Vietnam's mass cull is the latest tough action taken in
its war against a virus experts fear could mutate into a
form which could pass between humans and cause a pandemic
that might kill millions in a world without immunity to it.
The Agriculture Ministry has banned hatching and
raising of water fowl, such as ducks and geese, until June
30. After that all breeding facilities would have to
register before resuming operations, Anh said.

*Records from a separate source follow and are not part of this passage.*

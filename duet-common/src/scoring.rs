//! Pairwise agreement scoring
//!
//! Compares two respondents' answers to the same ordered prompt list.
//!
//! **Multiple-choice variant:** answers are option indices. Identical indices
//! are exact matches; indices one apart are partial matches (neighbouring
//! options express similar preferences). The total score gives full credit per
//! exact match and 30% credit per partial match, capped at 100. The category
//! breakdown counts exact matches only.
//!
//! **Free-text variant:** answers are compared after trimming and lowercasing.
//! There is no partial credit and no category breakdown.
//!
//! Both variants are pure functions of their inputs and reject malformed input
//! with [`Error::InvalidInput`] instead of producing a score.

use serde::{Deserialize, Serialize};

use crate::prompts::{validate_choice_prompts, Category, ChoicePrompt, TextPrompt};
use crate::{Error, Result};

/// Credit given to a partial match, relative to an exact match
pub const PARTIAL_CREDIT: f64 = 30.0;

/// Upper bound of the multiple-choice total score
pub const MAX_SCORE: f64 = 100.0;

/// Scoring strategy over two complete response sets
///
/// Implemented by [`ChoiceScorer`] and [`TextScorer`]; drives
/// [`crate::collector::QuizRun`].
pub trait Scorer {
    /// One respondent's answer to one prompt
    type Answer: Clone;

    /// Result of scoring two complete response sets
    type Output;

    /// Number of prompts each respondent must answer
    fn prompt_count(&self) -> usize;

    /// Score two complete response sets
    fn score(&self, a: &[Self::Answer], b: &[Self::Answer]) -> Result<Self::Output>;
}

/// How one pair of multiple-choice answers compared
#[derive(Debug, Clone, Copy, PartialEq, Eq, Serialize, Deserialize)]
#[serde(rename_all = "snake_case")]
pub enum MatchKind {
    /// Same option
    Exact,
    /// Neighbouring options
    Partial,
    Different,
}

impl MatchKind {
    fn classify(a: usize, b: usize) -> Self {
        match a.abs_diff(b) {
            0 => MatchKind::Exact,
            1 => MatchKind::Partial,
            _ => MatchKind::Different,
        }
    }
}

/// Exact matches within one category
#[derive(Debug, Clone, PartialEq, Eq, Serialize, Deserialize)]
pub struct CategoryScore {
    pub category: Category,
    /// Exact matches only
    pub matches: usize,
    pub total: usize,
    /// `round(matches / total * 100)`
    pub percentage: u32,
}

/// Compatibility band derived from the rounded total score
#[derive(Debug, Clone, Copy, PartialEq, Eq, Serialize, Deserialize)]
#[serde(rename_all = "snake_case")]
pub enum AgreementTier {
    /// 90 and above
    Soulmates,
    /// 75 to 89
    GreatMatch,
    /// 50 to 74
    GoodMatch,
    /// Below 50
    GrowingTogether,
}

impl AgreementTier {
    pub fn from_score(score: u32) -> Self {
        match score {
            90..=u32::MAX => AgreementTier::Soulmates,
            75..=89 => AgreementTier::GreatMatch,
            50..=74 => AgreementTier::GoodMatch,
            _ => AgreementTier::GrowingTogether,
        }
    }

    pub fn display_name(&self) -> &'static str {
        match self {
            AgreementTier::Soulmates => "Soulmates",
            AgreementTier::GreatMatch => "Great Match",
            AgreementTier::GoodMatch => "Good Match",
            AgreementTier::GrowingTogether => "Growing Together",
        }
    }
}

impl std::fmt::Display for AgreementTier {
    fn fmt(&self, f: &mut std::fmt::Formatter<'_>) -> std::fmt::Result {
        write!(f, "{}", self.display_name())
    }
}

/// Multiple-choice scoring result
#[derive(Debug, Clone, PartialEq, Serialize, Deserialize)]
pub struct ChoiceAgreement {
    pub exact_matches: usize,
    pub partial_matches: usize,
    pub different_count: usize,
    /// Raw score in `[0, 100]`, not rounded
    pub total_score: f64,
    /// One entry per category, in first-seen prompt order
    pub category_breakdown: Vec<CategoryScore>,
    /// Per-prompt comparison, in prompt order
    pub outcomes: Vec<MatchKind>,
}

impl ChoiceAgreement {
    /// Total score rounded for display
    pub fn display_score(&self) -> u32 {
        self.total_score.round() as u32
    }

    pub fn tier(&self) -> AgreementTier {
        AgreementTier::from_score(self.display_score())
    }
}

/// Free-text scoring result
#[derive(Debug, Clone, PartialEq, Eq, Serialize, Deserialize)]
pub struct TextAgreement {
    pub match_count: usize,
    /// `round(match_count / N * 100)`
    pub match_percentage: u32,
    /// Per-prompt match flags, in prompt order
    pub matched: Vec<bool>,
}

fn rounded_percentage(part: usize, whole: usize) -> u32 {
    (part as f64 / whole as f64 * 100.0).round() as u32
}

fn check_lengths(n: usize, a: usize, b: usize) -> Result<()> {
    if n == 0 {
        return Err(Error::InvalidInput("prompt list is empty".to_string()));
    }
    if a != n || b != n {
        return Err(Error::InvalidInput(format!(
            "response sets must have {} answers (got {} and {})",
            n, a, b
        )));
    }
    Ok(())
}

/// Score two multiple-choice response sets
///
/// # Errors
/// [`Error::InvalidInput`] if the prompt list is empty, either response set
/// length differs from the prompt count, or any index is outside its prompt's
/// option range.
pub fn score_choices(
    prompts: &[ChoicePrompt],
    responses_a: &[usize],
    responses_b: &[usize],
) -> Result<ChoiceAgreement> {
    check_lengths(prompts.len(), responses_a.len(), responses_b.len())?;

    for (i, prompt) in prompts.iter().enumerate() {
        let limit = prompt.options.len();
        for (label, answer) in [("A", responses_a[i]), ("B", responses_b[i])] {
            if answer >= limit {
                return Err(Error::InvalidInput(format!(
                    "respondent {} answer {} to prompt {} is out of range (0..{})",
                    label, answer, i, limit
                )));
            }
        }
    }

    let outcomes: Vec<MatchKind> = responses_a
        .iter()
        .zip(responses_b)
        .map(|(&a, &b)| MatchKind::classify(a, b))
        .collect();

    let n = prompts.len();
    let exact_matches = outcomes.iter().filter(|&&o| o == MatchKind::Exact).count();
    let partial_matches = outcomes.iter().filter(|&&o| o == MatchKind::Partial).count();
    let different_count = n - exact_matches - partial_matches;

    let n_f = n as f64;
    let total_score = (exact_matches as f64 / n_f * 100.0
        + partial_matches as f64 / n_f * PARTIAL_CREDIT)
        .min(MAX_SCORE);

    let mut category_breakdown: Vec<CategoryScore> = Vec::new();
    for (prompt, outcome) in prompts.iter().zip(&outcomes) {
        let idx = match category_breakdown
            .iter()
            .position(|c| c.category == prompt.category)
        {
            Some(idx) => idx,
            None => {
                category_breakdown.push(CategoryScore {
                    category: prompt.category,
                    matches: 0,
                    total: 0,
                    percentage: 0,
                });
                category_breakdown.len() - 1
            }
        };
        let entry = &mut category_breakdown[idx];
        entry.total += 1;
        if *outcome == MatchKind::Exact {
            entry.matches += 1;
        }
    }
    for entry in &mut category_breakdown {
        entry.percentage = rounded_percentage(entry.matches, entry.total);
    }

    Ok(ChoiceAgreement {
        exact_matches,
        partial_matches,
        different_count,
        total_score,
        category_breakdown,
        outcomes,
    })
}

/// Normalize a free-text answer for comparison: trim, then lowercase
///
/// Punctuation and accents are left untouched.
pub fn normalize_answer(answer: &str) -> String {
    answer.trim().to_lowercase()
}

/// Score two free-text response sets
///
/// # Errors
/// [`Error::InvalidInput`] if the prompt list is empty or either response set
/// length differs from the prompt count.
pub fn score_text<S: AsRef<str>>(
    prompts: &[TextPrompt],
    responses_a: &[S],
    responses_b: &[S],
) -> Result<TextAgreement> {
    check_lengths(prompts.len(), responses_a.len(), responses_b.len())?;

    let matched: Vec<bool> = responses_a
        .iter()
        .zip(responses_b)
        .map(|(a, b)| normalize_answer(a.as_ref()) == normalize_answer(b.as_ref()))
        .collect();
    let match_count = matched.iter().filter(|&&m| m).count();

    Ok(TextAgreement {
        match_count,
        match_percentage: rounded_percentage(match_count, prompts.len()),
        matched,
    })
}

/// Multiple-choice scorer bound to a prompt list
#[derive(Debug, Clone)]
pub struct ChoiceScorer {
    prompts: Vec<ChoicePrompt>,
}

impl ChoiceScorer {
    /// Create a scorer, checking the prompt list's structural contract
    pub fn new(prompts: Vec<ChoicePrompt>) -> Result<Self> {
        validate_choice_prompts(&prompts)?;
        Ok(Self { prompts })
    }

    /// Scorer over the built-in compatibility quiz
    pub fn standard() -> Self {
        Self {
            prompts: crate::prompts::choice_prompts().to_vec(),
        }
    }

    pub fn prompts(&self) -> &[ChoicePrompt] {
        &self.prompts
    }
}

impl Scorer for ChoiceScorer {
    type Answer = usize;
    type Output = ChoiceAgreement;

    fn prompt_count(&self) -> usize {
        self.prompts.len()
    }

    fn score(&self, a: &[usize], b: &[usize]) -> Result<ChoiceAgreement> {
        score_choices(&self.prompts, a, b)
    }
}

/// Free-text scorer bound to a prompt list
#[derive(Debug, Clone)]
pub struct TextScorer {
    prompts: Vec<TextPrompt>,
}

impl TextScorer {
    pub fn new(prompts: Vec<TextPrompt>) -> Result<Self> {
        if prompts.is_empty() {
            return Err(Error::InvalidInput("prompt list is empty".to_string()));
        }
        Ok(Self { prompts })
    }

    /// Scorer over the built-in free-text quiz
    pub fn standard() -> Self {
        Self {
            prompts: crate::prompts::text_prompts().to_vec(),
        }
    }

    pub fn prompts(&self) -> &[TextPrompt] {
        &self.prompts
    }
}

impl Scorer for TextScorer {
    type Answer = String;
    type Output = TextAgreement;

    fn prompt_count(&self) -> usize {
        self.prompts.len()
    }

    fn score(&self, a: &[String], b: &[String]) -> Result<TextAgreement> {
        score_text(&self.prompts, a, b)
    }
}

Provinces which detect no outbreaks within 21 days are
allowed to declare themselves free of the virus, but he
declined to say on Thursday when Vietnam might declare
itself free of bird flu.
Since December 30, the H5N1 virus has infected 11
people in the south and all have died. However, only two of
seven people who caught it in the north have died, the
others recovering in hospital after treatment.
But the virus, which spread to more than half Vietnam's
64 provinces and cities since re-emerging in December, had
caused no new infections in poultry in nine of the affected
provinces over the last three weeks, it said.
Next week, the U.N. food agency and the World Organization for
Anim
al Health will hold a regional meeting
in Ho Chi Minh City to discuss the emergency.